Tally the lines below containing the word "ShipmentId" and give that total alone.

━━ EXERCISE DATA ━━

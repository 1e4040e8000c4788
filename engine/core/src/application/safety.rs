// Copyright (c) 2026 100monkeys.ai
// SPDX-License-Identifier: AGPL-3.0
//! # Safety Gate
//!
//! The last stop before any action is committed. Rules, checked in order:
//!
//! 1. `confidence < min_confidence` → `Blocked(LowConfidence)`
//! 2. per-session trailing-window rate limit exceeded → `Blocked(RateLimited)`
//! 3. otherwise `Permitted`
//!
//! The confidence check runs first and does not consume a rate-limit cell,
//! so low-confidence noise cannot starve a later high-confidence action.
//! Blocked actions are recorded upstream, never executed. The rate rule uses
//! a keyed limiter with burst capacity equal to the per-window maximum.

use governor::{Quota, RateLimiter};
use std::num::NonZeroU32;
use std::time::Duration;
use tracing::debug;

use crate::domain::action::Action;
use crate::domain::config::SafetyConfig;
use crate::domain::disruption::BlockReason;

#[derive(Debug, Clone, Copy, PartialEq, Eq)]
pub enum Authorization {
    Permitted,
    Blocked(BlockReason),
}

pub struct SafetyGate {
    min_confidence: f64,
    limiter: governor::DefaultKeyedRateLimiter<String>,
}

impl SafetyGate {
    pub fn new(config: &SafetyConfig) -> Self {
        let max_actions =
            NonZeroU32::new(config.max_actions_per_window.max(1)).unwrap_or(NonZeroU32::MIN);

        // One cell replenishes every window/max, with burst capacity max:
        // at most `max` permits inside any trailing window.
        let replenish = Duration::from_secs_f64(
            config.rate_window.as_secs_f64() / f64::from(max_actions.get()),
        );
        let quota = Quota::with_period(replenish)
            .unwrap_or_else(|| Quota::per_hour(max_actions))
            .allow_burst(max_actions);

        Self {
            min_confidence: config.min_confidence,
            limiter: RateLimiter::keyed(quota),
        }
    }

    pub fn authorize(&self, session_key: &str, action: &Action, confidence: f64) -> Authorization {
        if confidence < self.min_confidence {
            debug!(
                session_key,
                kind = action.kind(),
                confidence,
                "Action blocked: confidence below threshold"
            );
            return Authorization::Blocked(BlockReason::LowConfidence);
        }

        match self.limiter.check_key(&session_key.to_string()) {
            Ok(_) => Authorization::Permitted,
            Err(_) => {
                debug!(
                    session_key,
                    kind = action.kind(),
                    "Action blocked: rate limit exceeded"
                );
                Authorization::Blocked(BlockReason::RateLimited)
            }
        }
    }
}

#[cfg(test)]
mod tests {
    use super::*;
    use crate::domain::route::ShipmentId;

    fn action() -> Action {
        Action::Notify {
            shipment_id: ShipmentId("SHP_1001".into()),
            message: "delay".into(),
        }
    }

    fn gate(max_per_window: u32) -> SafetyGate {
        SafetyGate::new(&SafetyConfig {
            min_confidence: 0.70,
            max_actions_per_window: max_per_window,
            rate_window: Duration::from_secs(3600),
        })
    }

    #[test]
    fn test_low_confidence_is_blocked() {
        let gate = gate(2);
        assert_eq!(
            gate.authorize("route-1", &action(), 0.55),
            Authorization::Blocked(BlockReason::LowConfidence)
        );
    }

    #[test]
    fn test_threshold_is_inclusive() {
        let gate = gate(2);
        assert_eq!(
            gate.authorize("route-1", &action(), 0.70),
            Authorization::Permitted
        );
        assert_eq!(
            gate.authorize("route-1", &action(), 0.699),
            Authorization::Blocked(BlockReason::LowConfidence)
        );
    }

    #[test]
    fn test_rate_limit_blocks_third_through_fifth() {
        let gate = gate(2);
        let mut results = Vec::new();
        for _ in 0..5 {
            results.push(gate.authorize("route-1", &action(), 0.9));
        }

        assert_eq!(results[0], Authorization::Permitted);
        assert_eq!(results[1], Authorization::Permitted);
        for blocked in &results[2..] {
            assert_eq!(*blocked, Authorization::Blocked(BlockReason::RateLimited));
        }
    }

    #[test]
    fn test_sessions_are_rate_limited_independently() {
        let gate = gate(1);
        assert_eq!(
            gate.authorize("route-1", &action(), 0.9),
            Authorization::Permitted
        );
        assert_eq!(
            gate.authorize("route-1", &action(), 0.9),
            Authorization::Blocked(BlockReason::RateLimited)
        );
        // A different session still has its full budget.
        assert_eq!(
            gate.authorize("route-2", &action(), 0.9),
            Authorization::Permitted
        );
    }

    #[test]
    fn test_low_confidence_does_not_consume_rate_budget() {
        let gate = gate(1);
        for _ in 0..10 {
            assert_eq!(
                gate.authorize("route-1", &action(), 0.1),
                Authorization::Blocked(BlockReason::LowConfidence)
            );
        }
        assert_eq!(
            gate.authorize("route-1", &action(), 0.9),
            Authorization::Permitted
        );
    }
}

━━━

FINAL ANSWER:
2